We will adapt an existing open-source decompiler, Ghidra, to produce decompiled code suitable for static analysis and repair. We will then evaluate it with real-world, optimized binary files. It is important to note that Ghidra was never designed to produce recompilable code. For the purposes of this work, therefore, we are pushing it beyond its original design goals.

A key insight behind this project is that a perfect decompilation of the entire binary is not required to get a significant benefit, provided that enough relevant functions are correctly decompiled. If successful, this project will lay the groundwork for (1) enabling the DoD to more accurately perform software assurance for projects that include binary components and (2) developing a framework for making manual or automated localized repairs to functions of a binary. This work should be of interest to DoD organizations involved in software assurance for systems that include binary-only software components.

This work draws on the SEI’s expertise in binary static analysis and formal methods. We are working with Cory Cohen and Jeffrey Gennari, senior malware reverse engineers experienced in automated binary static analysis.
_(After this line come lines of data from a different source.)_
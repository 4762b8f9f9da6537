//! Error taxonomy for the export pipeline.
//!
//! Every failure an export run can hit maps to exactly one variant, so the
//! binary can report a single human-readable line and exit non-zero. All
//! errors are terminal for the run; nothing is retried and no partial
//! output is written.

use std::path::PathBuf;
use thiserror::Error;

/// Crate-wide result alias.
pub type Result<T, E = ExportError> = std::result::Result<T, E>;

/// Everything that can go wrong between argument parsing and output.
#[derive(Debug, Error)]
pub enum ExportError {
    /// Conflicting or invalid command line arguments. Raised during
    /// argument resolution, before any I/O happens.
    #[error("{0}")]
    Argument(String),

    /// The wishlist endpoint answered with an error status: the list is
    /// private, or the supplied session cookie was rejected.
    #[error("{0}")]
    Auth(String),

    /// Transport failure, or an error status from the price and list
    /// endpoints.
    #[error("network error: {source}")]
    Network {
        #[from]
        source: reqwest::Error,
    },

    /// A response body or loaded file was not shaped as expected.
    #[error("{0}")]
    Format(String),

    /// The save/load file could not be read or written.
    #[error("{path}: {source}")]
    Io {
        path: PathBuf,
        #[source]
        source: std::io::Error,
    },

    /// A filter was requested that needs data the run never fetched.
    #[error("{0}")]
    Filter(String),

    /// An output or sort field name outside the allow-list.
    #[error("unknown field: {0}")]
    Field(String),
}

impl From<serde_json::Error> for ExportError {
    fn from(err: serde_json::Error) -> Self {
        ExportError::Format(format!("invalid JSON: {err}"))
    }
}

impl From<csv::Error> for ExportError {
    fn from(err: csv::Error) -> Self {
        ExportError::Format(format!("delimited output failed: {err}"))
    }
}
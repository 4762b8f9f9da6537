//! Storefront HTTP access: wishlist pages, price lookups, app-id lists.

pub mod applists;
pub mod client;
pub mod prices;
pub mod wishlist;

pub use client::StoreClient;
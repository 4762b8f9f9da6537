//! Paginated wishlist download.
//!
//! The wishlist endpoint pages its response; pages are fetched in order
//! and merged key-by-key until the service returns an empty object. An
//! empty first page is a legitimate empty wishlist, not an error.

use serde_json::{Map, Value};
use tracing::debug;

use crate::error::{ExportError, Result};
use crate::progress::Progress;

use super::StoreClient;

/// Fetch every wishlist page for `userid` and merge them in page order.
pub async fn fetch(
    client: &StoreClient,
    userid: &str,
    progress: &Progress,
) -> Result<Map<String, Value>> {
    let mut wishlist = Map::new();
    let mut page = 0u32;

    loop {
        progress.report(format!("Fetching wishlist page {}", page + 1));

        let url = format!(
            "{}/wishlist/profiles/{}/wishlistdata/?p={}",
            client.store_base, userid, page
        );
        let response = client.get(&url, true).await?;

        let status = response.status();
        if !status.is_success() {
            let hint = if client.has_cookie() {
                "is the provided cookie invalid or expired?"
            } else {
                "is the wishlist private?"
            };
            return Err(ExportError::Auth(format!(
                "could not get wishlist (HTTP {}): {hint}",
                status.as_u16()
            )));
        }

        let body = response.text().await?;
        let value: Value = serde_json::from_str(&body).map_err(|e| {
            ExportError::Format(format!("wishlist page {} is not valid JSON: {e}", page + 1))
        })?;

        match value {
            Value::Object(records) if !records.is_empty() => {
                debug!(page, records = records.len(), "merged wishlist page");
                for (gameid, record) in records {
                    wishlist.insert(gameid, record);
                }
            }
            // Empty object or non-object: past the last page.
            _ => break,
        }

        page += 1;
    }

    Ok(wishlist)
}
We are also collaborating with Ruben Martins, an assistant research professor at Carnegie Mellon University’s Institute for Software Research, and Arie Gurfinkel, an associate professor in electrical and computer engineering at the University of Waterloo, a leading expert in formal methods and the author of SeaHorn, a verification tool that we are using for proving semantic equivalence.

Difficulties in Decompilation

It is widely recognized that state-of-the-art decompilers usually cannot fully decompile binaries that were compiled with optimizations. As an example, consider an expression such as array[index - c], where c is a numeric constant. A concrete example is shown in the code snippet below.

int main() {
  char* opt_name[2] = { "Option A", "Option B" };
  puts("Enter 'A' or 'B' and press enter.");
  int input = getchar();
  if ((('B' - input) >> 1) != 0) {
    puts("Bad choice!"); exit(1);
  }
  puts(opt_name[input – 'A']);
}

An optimizing compiler will partially perform the pointer arithmetic at compile-time, combining c and the address offset of the array into a single numeric constant. This optimization prevents a straightforward decompilation of the code because the base address of the array cannot easily be determined. With more advanced static analysis, a decompiler could determine that the dereferenced pointer always points inside the array, but existing decompilers do not perform this type of analysis.
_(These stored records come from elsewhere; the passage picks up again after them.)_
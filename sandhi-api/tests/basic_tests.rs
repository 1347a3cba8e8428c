//! Basic tests for the public API

use sandhi_api::*;
use sandhi_core::{config::EMBEDDED_GRAMMAR, SandhiError};
use std::fs;
use std::io::Cursor;
use tempfile::TempDir;

#[test]
fn test_apply_sandhi() {
    assert_eq!(apply_sandhi("गुरु", "उपदेशः"), "गुरूपदेशः");
    assert_eq!(apply_sandhi("देव", "आलय"), "देवालय");
}

#[test]
fn test_apply_sandhi_falls_back_on_empty_operand() {
    assert_eq!(apply_sandhi("", "इति"), "इति");
    assert_eq!(apply_sandhi("राम", ""), "राम");
}

#[test]
fn test_sandhi_viched() {
    let (left, right) = sandhi_viched("गुरूपदेशः");
    assert!(!left.is_empty());
    assert!(!right.is_empty());

    assert_eq!(
        sandhi_viched("hello"),
        ("hello".to_string(), String::new())
    );
}

#[test]
fn test_analyze_word() {
    let decomposition = analyze_word("प्रगच्छति");
    assert_eq!(decomposition.prefix.as_deref(), Some("प्र"));
    assert_eq!(decomposition.root.as_deref(), Some("गम्"));
    assert!(analyze_word("").is_empty());
}

#[test]
fn test_form_samasa() {
    assert_eq!(
        form_samasa("राजन्", "पुरुष", "tatpurusha").unwrap().as_deref(),
        Some("राजपुरुष")
    );
    assert_eq!(
        form_samasa("दश", "दिक्", "dvigu").unwrap().as_deref(),
        Some("दशदिक्")
    );
    assert_eq!(form_samasa("घट", "दिक्", "dvigu").unwrap(), None);
}

#[test]
fn test_form_samasa_unknown_kind() {
    let err = form_samasa("राजन्", "पुरुष", "compound").unwrap_err();
    assert!(matches!(
        err,
        ApiError::Sandhi(SandhiError::InvalidArgument(_))
    ));
}

#[test]
fn test_processor_join_and_split() {
    let processor = Processor::new().unwrap();
    let merged = processor.join("गुरु", "उपदेशः").unwrap();
    assert_eq!(merged.merged, "गुरूपदेशः");
    assert!(!merged.fell_back_to_concatenation);

    let candidates = processor.split("गुरूपदेशः");
    assert!(candidates
        .iter()
        .any(|c| c.left == "गुरु" && c.right == "उपदेशः"));

    assert!(matches!(
        processor.join("", "इति"),
        Err(ApiError::Sandhi(SandhiError::InvalidInput(_)))
    ));
}

#[test]
fn test_split_limit() {
    let config = Config::builder().max_split_candidates(1).build().unwrap();
    let processor = Processor::with_config(config).unwrap();
    assert_eq!(processor.split("गुरूपदेशः").len(), 1);
}

#[test]
fn test_config_rejects_zero_limit() {
    let result = Config::builder().max_split_candidates(0).build();
    assert!(matches!(result, Err(ApiError::Config(_))));
}

#[test]
fn test_config_rejects_missing_grammar() {
    let result = Config::builder()
        .grammar_file("/nonexistent/grammar.toml")
        .build();
    assert!(matches!(result, Err(ApiError::Config(_))));
}

#[test]
fn test_processor_from_grammar_file() {
    let dir = TempDir::new().unwrap();
    let path = dir.path().join("sanskrit.toml");
    fs::write(&path, EMBEDDED_GRAMMAR).unwrap();

    let config = Config::builder().grammar_file(&path).build().unwrap();
    let processor = Processor::with_config(config).unwrap();
    assert_eq!(processor.join("देव", "आलय").unwrap().merged, "देवालय");
    assert_eq!(processor.grammar().metadata().code, "sa");
}

#[test]
fn test_processor_paradigms() {
    let processor = Processor::default();

    let paradigm = processor.conjugate("पठ", "lat", "parasmaipada").unwrap();
    assert_eq!(paradigm.forms[0][0], "पठति");

    let declension = processor.decline("राम", "masculine").unwrap();
    assert_eq!(declension.forms[0][0], "रामः");

    assert!(matches!(
        processor.conjugate("पठ", "perfect", "parasmaipada"),
        Err(ApiError::Sandhi(SandhiError::InvalidArgument(_)))
    ));

    let verb = processor.detect_verb("पठति").unwrap();
    assert_eq!(verb.root.as_deref(), Some("पठ्"));
}

#[test]
fn test_analyze_text_tokenises_devanagari() {
    let analysis = analyze_text("रामः गच्छति। गुरुत्व, 123").unwrap();
    let words: Vec<&str> = analysis.words.iter().map(|w| w.word.as_str()).collect();
    assert_eq!(words, vec!["रामः", "गच्छति", "गुरुत्व"]);
    assert_eq!(analysis.words[0].byte_offset, 0);
    assert_eq!(analysis.words[1].byte_offset, "रामः ".len());
    assert_eq!(analysis.metadata.word_count, 3);
    assert_eq!(
        analysis.words[2].decomposition.suffix.as_deref(),
        Some("त्व")
    );
}

#[test]
fn test_unanalysed_words() {
    let analysis = analyze_text("गुरुत्व ॐ पठति").unwrap();
    let unanalysed: Vec<&str> = analysis.unanalysed().map(|w| w.word.as_str()).collect();
    assert_eq!(unanalysed, vec!["ॐ"]);
}

#[test]
fn test_analyze_text_parallel_matches_sequential() {
    let text = "प्रगच्छति पठति गुरुत्व रामेति ".repeat(20);

    let sequential = Processor::with_config(Config::builder().parallel(false).build().unwrap())
        .unwrap()
        .analyze_text(Input::from_text(text.clone()))
        .unwrap();
    let parallel = Processor::with_config(Config::builder().parallel(true).build().unwrap())
        .unwrap()
        .analyze_text(Input::from_text(text))
        .unwrap();

    assert_eq!(sequential.words, parallel.words);
    assert!(!sequential.metadata.parallel);
}

#[test]
fn test_input_sources() {
    let processor = Processor::new().unwrap();

    let from_bytes = processor
        .analyze_text(Input::from_bytes("पठति".as_bytes().to_vec()))
        .unwrap();
    assert_eq!(from_bytes.metadata.word_count, 1);

    let from_reader = processor
        .analyze_text(Input::from_reader(Cursor::new("पठति गच्छति")))
        .unwrap();
    assert_eq!(from_reader.metadata.word_count, 2);

    let invalid = processor.analyze_text(Input::from_bytes(vec![0xff, 0xfe]));
    assert!(matches!(invalid, Err(ApiError::Utf8(_))));

    let missing = processor.analyze_text(Input::from_file("/nonexistent/text.txt"));
    assert!(matches!(missing, Err(ApiError::Io(_))));
}

#[test]
fn test_analyze_file() {
    let dir = TempDir::new().unwrap();
    let path = dir.path().join("text.txt");
    fs::write(&path, "प्रगच्छति\n").unwrap();

    let analysis = analyze_file(&path).unwrap();
    assert_eq!(analysis.words.len(), 1);
    assert_eq!(analysis.metadata.total_bytes, "प्रगच्छति\n".len());
}

#[cfg(feature = "serde")]
#[test]
fn test_text_analysis_serializes() {
    let analysis = analyze_text("पठति").unwrap();
    let json = serde_json::to_string(&analysis).unwrap();
    assert!(json.contains("\"word_count\":1"));
    assert!(json.contains("पठ्"));
}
State-of-the art research in decompiling to correct recompilable code has mostly focused on unoptimized whole programs. A recent paper found that Ghidra correctly decompiled 93 percent of test cases (averaging around 250 LoC each) in a synthetic test suite. This analysis focused on only unoptimized code and did not include structs, unions, arrays, or pointers. Additionally, the programs considered did not have any input or nondeterminism, which made it easy to check whether the decompilation was correct: the original and decompiled programs can simply be executed once and their output compared for equality. Our work differs by (1) considering optimized real-world binaries without any of the above-mentioned restrictions, and (2) doing correctness checking at the function level rather than at the whole-program level.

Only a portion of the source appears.